**Record set:**
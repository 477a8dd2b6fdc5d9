//! Process execution utilities with timeout support
//!
//! Provides helpers for running external processes (yt-dlp, ffmpeg) with
//! bounded waits. Every command is spawned with `kill_on_drop`, so dropping
//! the future (timeout or client disconnect) kills the child.

use std::process::{ExitStatus, Output, Stdio};
use std::time::Duration;
use thiserror::Error;
use tokio::process::Command;

/// Number of stderr lines kept when reporting a failed process
pub const STDERR_TAIL_LINES: usize = 200;

#[derive(Debug, Error)]
pub enum ProcessError {
    #[error("failed to start {program}: {source}")]
    Spawn {
        program: String,
        #[source]
        source: std::io::Error,
    },

    #[error("{program} timed out after {}s", .timeout.as_secs())]
    TimedOut { program: String, timeout: Duration },
}

/// Name of the program a command runs, for log lines and errors.
pub fn program_name(cmd: &Command) -> String {
    cmd.as_std().get_program().to_string_lossy().into_owned()
}

/// Run an async Command with a timeout.
///
/// Returns the process Output (whatever the exit status), or a
/// [`ProcessError`] on spawn failure or timeout. On timeout the child is
/// killed.
pub async fn run_with_timeout(cmd: &mut Command, timeout: Duration) -> Result<Output, ProcessError> {
    let program = program_name(cmd);
    cmd.stdin(Stdio::null()).kill_on_drop(true);

    match tokio::time::timeout(timeout, cmd.output()).await {
        Ok(Ok(output)) => Ok(output),
        Ok(Err(source)) => Err(ProcessError::Spawn { program, source }),
        Err(_) => {
            log::error!("{} timed out after {}s, killed", program, timeout.as_secs());
            Err(ProcessError::TimedOut { program, timeout })
        }
    }
}

/// Keeps the last `max_lines` lines of a process' stderr.
pub fn stderr_tail(stderr: &[u8], max_lines: usize) -> String {
    let text = String::from_utf8_lossy(stderr);
    let lines: Vec<&str> = text.lines().filter(|l| !l.trim().is_empty()).collect();
    let start = lines.len().saturating_sub(max_lines);
    lines[start..].join("\n")
}

/// Human-readable exit description ("exit code 1", "killed by signal").
pub fn describe_exit(status: &ExitStatus) -> String {
    match status.code() {
        Some(code) => format!("exit code {}", code),
        None => "killed by signal".to_string(),
    }
}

**Problem details:** In the listing above, locate the line with "pub const STDERR_TAIL_LINES: usize = 200;" and the line with "the child is", then extract exactly those lines and every line between them, and nothing more.

**Answer to the problem:**
pub const STDERR_TAIL_LINES: usize = 200;

#[derive(Debug, Error)]
pub enum ProcessError {
    #[error("failed to start {program}: {source}")]
    Spawn {
        program: String,
        #[source]
        source: std::io::Error,
    },

    #[error("{program} timed out after {}s", .timeout.as_secs())]
    TimedOut { program: String, timeout: Duration },
}

/// Name of the program a command runs, for log lines and errors.
pub fn program_name(cmd: &Command) -> String {
    cmd.as_std().get_program().to_string_lossy().into_owned()
}

/// Run an async Command with a timeout.
///
/// Returns the process Output (whatever the exit status), or a
/// [`ProcessError`] on spawn failure or timeout. On timeout the child is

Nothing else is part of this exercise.